Please repeat the lines below, exactly and only, from the one that holds "line, for stderr" through the one that holds "the program name)".

——————

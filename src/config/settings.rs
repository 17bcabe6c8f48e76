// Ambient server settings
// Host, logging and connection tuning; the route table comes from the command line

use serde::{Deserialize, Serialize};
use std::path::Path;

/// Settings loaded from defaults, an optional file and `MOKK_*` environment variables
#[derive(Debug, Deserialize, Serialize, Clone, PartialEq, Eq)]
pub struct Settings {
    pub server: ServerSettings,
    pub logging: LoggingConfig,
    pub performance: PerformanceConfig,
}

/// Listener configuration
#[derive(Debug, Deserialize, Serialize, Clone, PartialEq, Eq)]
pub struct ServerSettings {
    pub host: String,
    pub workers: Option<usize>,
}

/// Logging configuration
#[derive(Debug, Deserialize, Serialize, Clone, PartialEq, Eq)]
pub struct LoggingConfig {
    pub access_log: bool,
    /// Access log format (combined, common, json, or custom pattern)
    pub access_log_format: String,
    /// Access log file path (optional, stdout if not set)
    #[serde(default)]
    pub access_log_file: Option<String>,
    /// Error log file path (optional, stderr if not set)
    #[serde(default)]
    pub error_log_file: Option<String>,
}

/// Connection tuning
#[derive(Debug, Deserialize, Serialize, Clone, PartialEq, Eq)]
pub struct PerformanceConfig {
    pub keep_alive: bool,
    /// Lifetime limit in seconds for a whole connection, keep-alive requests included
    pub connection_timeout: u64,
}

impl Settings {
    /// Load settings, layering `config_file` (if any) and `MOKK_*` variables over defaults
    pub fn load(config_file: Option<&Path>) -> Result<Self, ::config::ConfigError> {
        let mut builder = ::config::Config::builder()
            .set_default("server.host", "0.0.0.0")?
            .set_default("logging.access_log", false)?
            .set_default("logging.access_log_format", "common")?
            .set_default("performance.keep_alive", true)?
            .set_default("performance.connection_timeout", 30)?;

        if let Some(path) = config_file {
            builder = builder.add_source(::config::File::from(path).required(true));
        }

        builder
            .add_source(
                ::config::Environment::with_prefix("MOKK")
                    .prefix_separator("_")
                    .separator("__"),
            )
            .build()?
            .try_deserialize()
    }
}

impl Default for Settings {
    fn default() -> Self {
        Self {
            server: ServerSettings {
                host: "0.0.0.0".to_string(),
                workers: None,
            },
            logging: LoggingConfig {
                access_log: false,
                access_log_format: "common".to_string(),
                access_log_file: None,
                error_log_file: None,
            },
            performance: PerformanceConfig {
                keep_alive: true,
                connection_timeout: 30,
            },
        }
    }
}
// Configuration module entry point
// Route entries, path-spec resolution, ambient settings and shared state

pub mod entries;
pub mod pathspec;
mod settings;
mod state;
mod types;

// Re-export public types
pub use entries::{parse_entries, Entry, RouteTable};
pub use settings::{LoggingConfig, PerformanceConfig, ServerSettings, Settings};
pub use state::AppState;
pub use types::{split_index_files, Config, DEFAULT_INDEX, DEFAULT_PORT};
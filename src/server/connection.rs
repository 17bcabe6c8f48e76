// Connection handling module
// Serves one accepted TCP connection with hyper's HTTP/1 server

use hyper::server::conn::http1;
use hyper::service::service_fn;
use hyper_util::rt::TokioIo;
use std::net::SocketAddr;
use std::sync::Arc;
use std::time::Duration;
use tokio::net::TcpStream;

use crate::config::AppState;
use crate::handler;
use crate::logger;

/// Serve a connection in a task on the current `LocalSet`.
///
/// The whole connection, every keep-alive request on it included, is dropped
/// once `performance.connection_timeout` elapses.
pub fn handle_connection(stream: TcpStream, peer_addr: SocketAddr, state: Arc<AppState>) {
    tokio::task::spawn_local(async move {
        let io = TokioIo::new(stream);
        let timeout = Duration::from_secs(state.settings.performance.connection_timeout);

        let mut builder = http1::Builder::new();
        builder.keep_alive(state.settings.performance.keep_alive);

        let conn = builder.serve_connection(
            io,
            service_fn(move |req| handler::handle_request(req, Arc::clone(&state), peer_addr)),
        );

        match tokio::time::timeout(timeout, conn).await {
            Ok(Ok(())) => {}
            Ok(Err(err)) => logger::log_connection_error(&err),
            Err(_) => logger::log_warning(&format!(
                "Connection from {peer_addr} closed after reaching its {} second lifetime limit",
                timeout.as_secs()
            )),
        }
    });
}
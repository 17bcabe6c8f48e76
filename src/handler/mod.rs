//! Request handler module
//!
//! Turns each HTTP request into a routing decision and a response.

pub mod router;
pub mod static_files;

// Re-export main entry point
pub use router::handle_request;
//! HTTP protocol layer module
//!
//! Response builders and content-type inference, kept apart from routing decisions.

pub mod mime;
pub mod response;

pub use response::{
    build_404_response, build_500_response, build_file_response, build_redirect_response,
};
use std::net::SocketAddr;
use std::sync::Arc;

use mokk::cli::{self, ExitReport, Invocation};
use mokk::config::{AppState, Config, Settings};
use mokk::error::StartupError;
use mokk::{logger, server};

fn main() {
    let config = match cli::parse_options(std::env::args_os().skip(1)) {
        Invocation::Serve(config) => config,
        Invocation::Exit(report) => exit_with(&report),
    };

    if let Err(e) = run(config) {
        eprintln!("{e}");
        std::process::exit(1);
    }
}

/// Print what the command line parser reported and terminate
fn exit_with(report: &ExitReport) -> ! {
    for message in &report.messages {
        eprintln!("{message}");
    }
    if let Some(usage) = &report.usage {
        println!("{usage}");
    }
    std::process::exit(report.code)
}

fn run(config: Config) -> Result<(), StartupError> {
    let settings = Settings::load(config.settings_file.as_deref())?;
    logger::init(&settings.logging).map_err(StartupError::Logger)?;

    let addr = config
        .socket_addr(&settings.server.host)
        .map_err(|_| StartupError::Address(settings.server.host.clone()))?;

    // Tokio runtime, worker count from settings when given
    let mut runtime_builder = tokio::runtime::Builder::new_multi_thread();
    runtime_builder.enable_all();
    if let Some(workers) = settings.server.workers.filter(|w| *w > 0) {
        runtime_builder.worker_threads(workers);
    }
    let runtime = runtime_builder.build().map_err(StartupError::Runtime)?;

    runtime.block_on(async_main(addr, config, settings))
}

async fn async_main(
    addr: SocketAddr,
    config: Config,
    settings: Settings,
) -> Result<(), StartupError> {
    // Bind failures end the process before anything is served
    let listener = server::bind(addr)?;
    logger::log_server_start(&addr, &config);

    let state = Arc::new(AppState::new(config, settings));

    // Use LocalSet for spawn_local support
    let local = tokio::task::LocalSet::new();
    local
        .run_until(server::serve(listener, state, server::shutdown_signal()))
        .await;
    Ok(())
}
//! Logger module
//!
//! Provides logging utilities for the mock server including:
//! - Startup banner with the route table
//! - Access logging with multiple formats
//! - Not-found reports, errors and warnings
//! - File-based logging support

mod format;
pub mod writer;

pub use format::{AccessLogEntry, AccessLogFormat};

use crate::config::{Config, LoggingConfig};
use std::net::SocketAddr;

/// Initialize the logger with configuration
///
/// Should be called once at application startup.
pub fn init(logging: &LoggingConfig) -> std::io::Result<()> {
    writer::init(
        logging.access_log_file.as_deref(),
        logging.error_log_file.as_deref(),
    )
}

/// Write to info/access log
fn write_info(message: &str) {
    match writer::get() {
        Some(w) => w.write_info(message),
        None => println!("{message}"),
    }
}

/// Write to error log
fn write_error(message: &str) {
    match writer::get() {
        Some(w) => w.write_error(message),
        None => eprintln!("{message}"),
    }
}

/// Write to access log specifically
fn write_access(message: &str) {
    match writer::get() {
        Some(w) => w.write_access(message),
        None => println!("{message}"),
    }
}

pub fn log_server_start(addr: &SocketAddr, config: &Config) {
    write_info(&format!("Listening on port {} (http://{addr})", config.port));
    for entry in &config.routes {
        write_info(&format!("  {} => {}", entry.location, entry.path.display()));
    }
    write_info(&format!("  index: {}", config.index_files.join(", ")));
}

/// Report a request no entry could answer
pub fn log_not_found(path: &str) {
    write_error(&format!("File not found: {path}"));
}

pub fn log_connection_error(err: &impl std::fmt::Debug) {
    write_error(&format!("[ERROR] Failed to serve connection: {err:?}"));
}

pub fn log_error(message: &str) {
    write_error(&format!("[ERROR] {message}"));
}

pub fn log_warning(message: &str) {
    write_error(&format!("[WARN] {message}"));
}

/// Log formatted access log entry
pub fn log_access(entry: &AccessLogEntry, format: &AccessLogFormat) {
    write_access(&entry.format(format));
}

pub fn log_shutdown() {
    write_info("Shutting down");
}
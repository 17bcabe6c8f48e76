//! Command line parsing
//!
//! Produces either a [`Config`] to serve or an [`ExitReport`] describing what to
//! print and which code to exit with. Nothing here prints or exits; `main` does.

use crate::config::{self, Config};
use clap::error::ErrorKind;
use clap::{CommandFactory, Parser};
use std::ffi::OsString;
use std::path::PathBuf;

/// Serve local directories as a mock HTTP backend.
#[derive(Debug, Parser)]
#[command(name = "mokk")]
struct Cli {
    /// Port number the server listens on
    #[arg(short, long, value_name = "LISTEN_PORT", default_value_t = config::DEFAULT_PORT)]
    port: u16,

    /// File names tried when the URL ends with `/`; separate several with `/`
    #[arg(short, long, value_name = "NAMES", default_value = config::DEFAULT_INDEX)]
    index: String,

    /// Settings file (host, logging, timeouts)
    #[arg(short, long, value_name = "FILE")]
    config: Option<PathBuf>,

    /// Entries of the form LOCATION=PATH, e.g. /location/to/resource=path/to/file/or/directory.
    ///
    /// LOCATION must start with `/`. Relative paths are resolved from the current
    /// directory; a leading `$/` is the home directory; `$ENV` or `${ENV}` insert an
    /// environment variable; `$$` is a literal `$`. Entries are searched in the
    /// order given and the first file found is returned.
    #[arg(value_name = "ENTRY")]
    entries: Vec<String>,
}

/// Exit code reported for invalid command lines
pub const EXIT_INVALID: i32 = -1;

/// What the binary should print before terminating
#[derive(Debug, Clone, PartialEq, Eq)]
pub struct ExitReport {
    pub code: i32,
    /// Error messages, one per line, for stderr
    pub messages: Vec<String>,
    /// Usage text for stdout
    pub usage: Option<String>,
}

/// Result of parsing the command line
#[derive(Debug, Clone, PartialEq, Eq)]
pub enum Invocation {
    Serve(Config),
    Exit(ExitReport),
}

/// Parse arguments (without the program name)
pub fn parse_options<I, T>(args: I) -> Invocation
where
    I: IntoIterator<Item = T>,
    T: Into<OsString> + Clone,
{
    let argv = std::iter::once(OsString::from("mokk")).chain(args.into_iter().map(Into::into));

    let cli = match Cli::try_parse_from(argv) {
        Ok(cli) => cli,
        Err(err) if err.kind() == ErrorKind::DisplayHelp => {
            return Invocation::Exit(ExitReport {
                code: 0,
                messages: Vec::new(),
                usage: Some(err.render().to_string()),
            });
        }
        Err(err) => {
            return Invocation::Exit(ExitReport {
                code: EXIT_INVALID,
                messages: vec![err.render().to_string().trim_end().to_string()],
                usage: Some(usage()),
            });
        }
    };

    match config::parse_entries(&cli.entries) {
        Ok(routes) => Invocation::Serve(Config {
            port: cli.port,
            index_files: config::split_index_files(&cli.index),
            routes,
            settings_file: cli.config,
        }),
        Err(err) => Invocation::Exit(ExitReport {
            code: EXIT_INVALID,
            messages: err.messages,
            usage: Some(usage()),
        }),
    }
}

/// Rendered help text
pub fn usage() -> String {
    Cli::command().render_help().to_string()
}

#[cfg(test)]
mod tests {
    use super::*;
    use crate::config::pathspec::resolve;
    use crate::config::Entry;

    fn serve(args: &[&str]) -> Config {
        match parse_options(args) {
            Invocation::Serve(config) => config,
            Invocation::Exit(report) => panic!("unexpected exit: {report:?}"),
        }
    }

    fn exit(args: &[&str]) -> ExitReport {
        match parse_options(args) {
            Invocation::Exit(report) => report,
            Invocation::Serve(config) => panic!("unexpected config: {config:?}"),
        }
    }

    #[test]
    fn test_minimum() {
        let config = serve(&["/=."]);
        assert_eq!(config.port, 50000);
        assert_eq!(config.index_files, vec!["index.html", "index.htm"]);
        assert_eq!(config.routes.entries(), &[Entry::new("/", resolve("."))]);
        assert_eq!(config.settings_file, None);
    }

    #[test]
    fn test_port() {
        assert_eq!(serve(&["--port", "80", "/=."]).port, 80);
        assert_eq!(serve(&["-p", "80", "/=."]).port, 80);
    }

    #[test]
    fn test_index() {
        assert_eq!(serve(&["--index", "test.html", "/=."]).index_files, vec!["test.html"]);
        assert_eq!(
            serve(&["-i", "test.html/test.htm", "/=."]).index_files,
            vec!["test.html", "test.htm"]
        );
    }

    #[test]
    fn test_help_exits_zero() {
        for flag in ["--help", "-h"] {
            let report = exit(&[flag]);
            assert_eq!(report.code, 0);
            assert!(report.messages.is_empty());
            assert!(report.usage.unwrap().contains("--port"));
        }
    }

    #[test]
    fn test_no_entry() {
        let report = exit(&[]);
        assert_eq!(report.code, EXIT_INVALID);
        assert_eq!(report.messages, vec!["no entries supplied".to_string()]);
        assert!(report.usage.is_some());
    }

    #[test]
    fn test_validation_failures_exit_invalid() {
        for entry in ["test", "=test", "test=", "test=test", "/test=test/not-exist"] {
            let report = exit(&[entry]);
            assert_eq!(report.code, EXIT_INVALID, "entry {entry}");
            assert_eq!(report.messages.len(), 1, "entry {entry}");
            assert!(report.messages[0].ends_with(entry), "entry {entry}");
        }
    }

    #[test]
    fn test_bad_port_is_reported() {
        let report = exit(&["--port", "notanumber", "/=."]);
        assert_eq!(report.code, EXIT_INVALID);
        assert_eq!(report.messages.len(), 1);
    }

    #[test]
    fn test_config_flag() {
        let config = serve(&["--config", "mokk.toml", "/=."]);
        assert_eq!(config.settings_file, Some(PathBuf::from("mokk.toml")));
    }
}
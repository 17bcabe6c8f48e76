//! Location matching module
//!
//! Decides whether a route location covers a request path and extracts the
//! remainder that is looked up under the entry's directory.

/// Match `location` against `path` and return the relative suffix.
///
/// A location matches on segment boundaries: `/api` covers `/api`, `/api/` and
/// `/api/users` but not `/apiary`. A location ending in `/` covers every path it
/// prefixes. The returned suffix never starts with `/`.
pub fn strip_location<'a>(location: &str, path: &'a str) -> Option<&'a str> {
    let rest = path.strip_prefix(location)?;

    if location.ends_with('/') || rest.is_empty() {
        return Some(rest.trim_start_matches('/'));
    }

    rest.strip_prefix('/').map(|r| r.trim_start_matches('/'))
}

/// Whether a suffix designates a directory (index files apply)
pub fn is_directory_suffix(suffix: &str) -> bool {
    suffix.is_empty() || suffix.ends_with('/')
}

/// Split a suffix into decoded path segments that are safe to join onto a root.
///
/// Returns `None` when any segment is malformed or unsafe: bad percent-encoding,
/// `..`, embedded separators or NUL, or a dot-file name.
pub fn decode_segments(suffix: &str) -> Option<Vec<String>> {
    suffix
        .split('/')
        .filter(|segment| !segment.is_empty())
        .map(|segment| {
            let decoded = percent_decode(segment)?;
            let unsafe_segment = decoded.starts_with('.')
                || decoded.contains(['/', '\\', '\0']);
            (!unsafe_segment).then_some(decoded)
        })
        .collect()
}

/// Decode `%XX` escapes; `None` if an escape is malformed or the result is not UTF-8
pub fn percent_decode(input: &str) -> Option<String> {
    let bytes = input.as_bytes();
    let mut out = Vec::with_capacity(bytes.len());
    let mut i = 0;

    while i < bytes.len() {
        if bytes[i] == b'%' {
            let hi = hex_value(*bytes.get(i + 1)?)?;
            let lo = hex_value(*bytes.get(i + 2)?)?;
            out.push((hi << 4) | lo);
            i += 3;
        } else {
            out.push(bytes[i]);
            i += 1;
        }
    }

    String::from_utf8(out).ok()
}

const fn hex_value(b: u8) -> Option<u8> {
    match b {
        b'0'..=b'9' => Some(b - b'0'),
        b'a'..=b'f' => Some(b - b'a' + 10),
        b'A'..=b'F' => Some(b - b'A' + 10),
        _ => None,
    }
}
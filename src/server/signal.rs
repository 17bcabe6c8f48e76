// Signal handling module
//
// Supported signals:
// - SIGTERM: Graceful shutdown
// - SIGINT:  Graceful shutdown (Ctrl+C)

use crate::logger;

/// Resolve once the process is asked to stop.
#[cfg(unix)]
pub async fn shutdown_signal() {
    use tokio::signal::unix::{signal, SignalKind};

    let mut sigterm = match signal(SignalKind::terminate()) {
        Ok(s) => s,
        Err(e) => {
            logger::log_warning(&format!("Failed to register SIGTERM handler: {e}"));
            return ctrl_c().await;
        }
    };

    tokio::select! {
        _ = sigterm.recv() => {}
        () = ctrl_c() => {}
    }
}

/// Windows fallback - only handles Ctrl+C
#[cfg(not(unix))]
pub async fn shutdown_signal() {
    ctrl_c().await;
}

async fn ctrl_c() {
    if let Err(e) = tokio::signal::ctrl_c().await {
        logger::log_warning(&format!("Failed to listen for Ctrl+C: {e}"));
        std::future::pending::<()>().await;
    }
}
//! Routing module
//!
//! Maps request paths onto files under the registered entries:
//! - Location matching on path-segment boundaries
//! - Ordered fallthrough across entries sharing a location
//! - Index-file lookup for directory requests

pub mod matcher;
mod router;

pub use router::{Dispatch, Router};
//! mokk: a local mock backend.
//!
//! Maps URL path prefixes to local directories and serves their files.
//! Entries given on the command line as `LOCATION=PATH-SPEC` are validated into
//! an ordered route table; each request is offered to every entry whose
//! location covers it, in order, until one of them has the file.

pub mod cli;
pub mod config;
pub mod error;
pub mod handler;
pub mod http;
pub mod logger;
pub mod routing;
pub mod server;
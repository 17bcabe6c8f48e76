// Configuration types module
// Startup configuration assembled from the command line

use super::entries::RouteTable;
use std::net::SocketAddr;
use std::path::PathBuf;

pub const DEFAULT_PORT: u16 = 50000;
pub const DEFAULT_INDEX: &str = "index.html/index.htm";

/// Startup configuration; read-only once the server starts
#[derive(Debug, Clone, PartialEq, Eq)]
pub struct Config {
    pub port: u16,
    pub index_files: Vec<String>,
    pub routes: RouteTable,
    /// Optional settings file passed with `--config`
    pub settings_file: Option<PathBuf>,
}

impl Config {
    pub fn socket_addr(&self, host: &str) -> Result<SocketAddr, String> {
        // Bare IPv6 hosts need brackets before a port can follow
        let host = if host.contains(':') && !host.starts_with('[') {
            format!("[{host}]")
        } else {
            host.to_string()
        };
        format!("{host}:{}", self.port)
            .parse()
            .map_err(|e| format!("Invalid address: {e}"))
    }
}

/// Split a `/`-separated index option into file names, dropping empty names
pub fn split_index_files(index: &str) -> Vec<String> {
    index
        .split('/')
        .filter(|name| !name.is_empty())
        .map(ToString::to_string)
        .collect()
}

——————

**OUTPUT FOR THIS EXERCISE**
    /// Error messages, one per line, for stderr
    pub messages: Vec<String>,
    /// Usage text for stdout
    pub usage: Option<String>,
}

/// Result of parsing the command line
#[derive(Debug, Clone, PartialEq, Eq)]
pub enum Invocation {
    Serve(Config),
    Exit(ExitReport),
}

/// Parse arguments (without the program name)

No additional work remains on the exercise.